Prompt ->
Work through the data below line by line and say how many lines hold "Invalid"; give only the number.

-------- Data in this exercise --------

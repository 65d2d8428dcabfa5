//! Live transport over a tokio-tungstenite websocket.

use async_trait::async_trait;
use futures::{SinkExt, StreamExt};
use tokio::{net::TcpStream, sync::mpsc};
use tokio_tungstenite::{
    connect_async,
    tungstenite::{
        client::IntoClientRequest, protocol::CloseFrame, Error as WsError, Message,
    },
    MaybeTlsStream, WebSocketStream,
};
use tracing::{debug, warn};

use super::events::CloseEvent;
use super::transport::{LiveCallbacks, LiveSession, LiveTransport};
use crate::config::ClientOptions;
use crate::error::{LiveError, Result};
use crate::types::{
    Blob, Content, FunctionResponse, LiveClientContent, LiveClientMessage,
    LiveClientRealtimeInput, LiveClientSetup, LiveClientToolResponse, LiveConnectConfig,
    LiveServerMessage,
};

type LiveWebSocket = WebSocketStream<MaybeTlsStream<TcpStream>>;

/// Opens `BidiGenerateContent` websocket connections.
#[derive(Debug, Clone)]
pub struct WebSocketTransport {
    options: ClientOptions,
}

impl WebSocketTransport {
    pub fn new(options: ClientOptions) -> Self {
        Self { options }
    }
}

#[async_trait]
impl LiveTransport for WebSocketTransport {
    async fn connect(
        &self,
        model: &str,
        config: &LiveConnectConfig,
        callbacks: LiveCallbacks,
    ) -> Result<Box<dyn LiveSession>> {
        let url = self.options.endpoint()?;
        let mut socket = connect_live_socket(&url).await?;

        let setup = LiveClientMessage::Setup(LiveClientSetup {
            model: model.to_string(),
            config: config.clone(),
        });
        send_message(&mut socket, &setup).await?;
        callbacks.open();

        let (commands_tx, commands_rx) = mpsc::unbounded_channel();
        tokio::spawn(run_connection(socket, commands_rx, callbacks));
        Ok(Box::new(WebSocketSession {
            commands: commands_tx,
        }))
    }
}

enum Command {
    Send(Box<LiveClientMessage>),
    Close,
}

/// Handle to the worker task that owns the socket.
struct WebSocketSession {
    commands: mpsc::UnboundedSender<Command>,
}

impl WebSocketSession {
    fn send(&self, message: LiveClientMessage) -> Result<()> {
        self.commands
            .send(Command::Send(Box::new(message)))
            .map_err(|_| LiveError::NotConnected)
    }
}

impl LiveSession for WebSocketSession {
    fn close(&self) {
        let _ = self.commands.send(Command::Close);
    }

    fn send_realtime_input(&self, media: Blob) -> Result<()> {
        self.send(LiveClientMessage::RealtimeInput(LiveClientRealtimeInput {
            media_chunks: vec![media],
        }))
    }

    fn send_tool_response(&self, function_responses: Vec<FunctionResponse>) -> Result<()> {
        self.send(LiveClientMessage::ToolResponse(LiveClientToolResponse {
            function_responses,
        }))
    }

    fn send_client_content(&self, turns: Vec<Content>, turn_complete: bool) -> Result<()> {
        self.send(LiveClientMessage::ClientContent(LiveClientContent {
            turns,
            turn_complete,
        }))
    }
}

async fn run_connection(
    mut socket: LiveWebSocket,
    mut commands: mpsc::UnboundedReceiver<Command>,
    callbacks: LiveCallbacks,
) {
    let close = loop {
        tokio::select! {
            command = commands.recv() => match command {
                Some(Command::Send(message)) => {
                    if let Err(error) = send_message(&mut socket, &message).await {
                        callbacks.error(error.to_string());
                        break CloseEvent::new(None, "send failed");
                    }
                }
                Some(Command::Close) | None => {
                    let _ = socket.close(None).await;
                    break CloseEvent::new(Some(1000), "client disconnect");
                }
            },
            frame = socket.next() => match frame {
                Some(Ok(Message::Text(text))) => forward_payload(text.as_ref(), &callbacks),
                Some(Ok(Message::Binary(bytes))) => match String::from_utf8(bytes.to_vec()) {
                    Ok(text) => forward_payload(&text, &callbacks),
                    Err(error) => warn!(%error, "dropping non-UTF-8 binary frame"),
                },
                Some(Ok(Message::Ping(payload))) => {
                    if let Err(error) = socket.send(Message::Pong(payload)).await {
                        callbacks.error(format!("Live websocket pong failed: {error}"));
                        break CloseEvent::new(None, error.to_string());
                    }
                }
                Some(Ok(Message::Close(frame))) => break close_event(frame),
                Some(Ok(Message::Pong(_) | Message::Frame(_))) => {}
                Some(Err(error)) => {
                    callbacks.error(format!("Live websocket receive failed: {error}"));
                    break CloseEvent::new(None, error.to_string());
                }
                None => break CloseEvent::new(None, "connection closed"),
            },
        }
    };
    debug!(code = ?close.code, reason = %close.reason, "live websocket worker stopped");
    callbacks.close(close);
}

fn forward_payload(payload: &str, callbacks: &LiveCallbacks) {
    match serde_json::from_str::<LiveServerMessage>(payload) {
        Ok(message) => callbacks.message(message),
        Err(error) => warn!(%error, "failed to parse live server message"),
    }
}

fn close_event(frame: Option<CloseFrame<'_>>) -> CloseEvent {
    match frame {
        Some(frame) => CloseEvent::new(Some(u16::from(frame.code)), frame.reason.to_string()),
        None => CloseEvent::default(),
    }
}

async fn send_message(socket: &mut LiveWebSocket, message: &LiveClientMessage) -> Result<()> {
    let payload = serde_json::to_string(message)?;
    socket
        .send(Message::Text(payload.into()))
        .await
        .map_err(|error| LiveError::Transport(format!("Live websocket send failed: {error}")))
}

async fn connect_live_socket(url: &str) -> Result<LiveWebSocket> {
    let request = url
        .into_client_request()
        .map_err(|error| LiveError::Configuration(format!("Invalid live websocket URL: {error}")))?;
    connect_async(request)
        .await
        .map(|(socket, _)| socket)
        .map_err(map_connect_error)
}

fn map_connect_error(error: WsError) -> LiveError {
    match error {
        WsError::Http(response) => {
            let status = response.status().as_u16();
            if matches!(status, 401 | 403) {
                LiveError::Authentication(format!(
                    "Live websocket authentication failed with status {status}"
                ))
            } else {
                LiveError::Connection(format!(
                    "Live websocket handshake failed with status {status}"
                ))
            }
        }
        WsError::Io(error) => LiveError::Io(error),
        WsError::Url(error) => {
            LiveError::Configuration(format!("Invalid live websocket URL: {error}"))
        }
        other => LiveError::Connection(format!("Live websocket connect failed: {other}")),
    }
}

#[cfg(test)]
mod tests {
    use super::*;
    use tokio_tungstenite::tungstenite::protocol::frame::coding::CloseCode;

    #[test]
    fn close_frame_maps_code_and_reason() {
        let event = close_event(Some(CloseFrame {
            code: CloseCode::Policy,
            reason: "quota".into(),
        }));
        assert_eq!(event, CloseEvent::new(Some(1008), "quota"));
        assert_eq!(close_event(None), CloseEvent::default());
    }
}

--------

Task result ->
2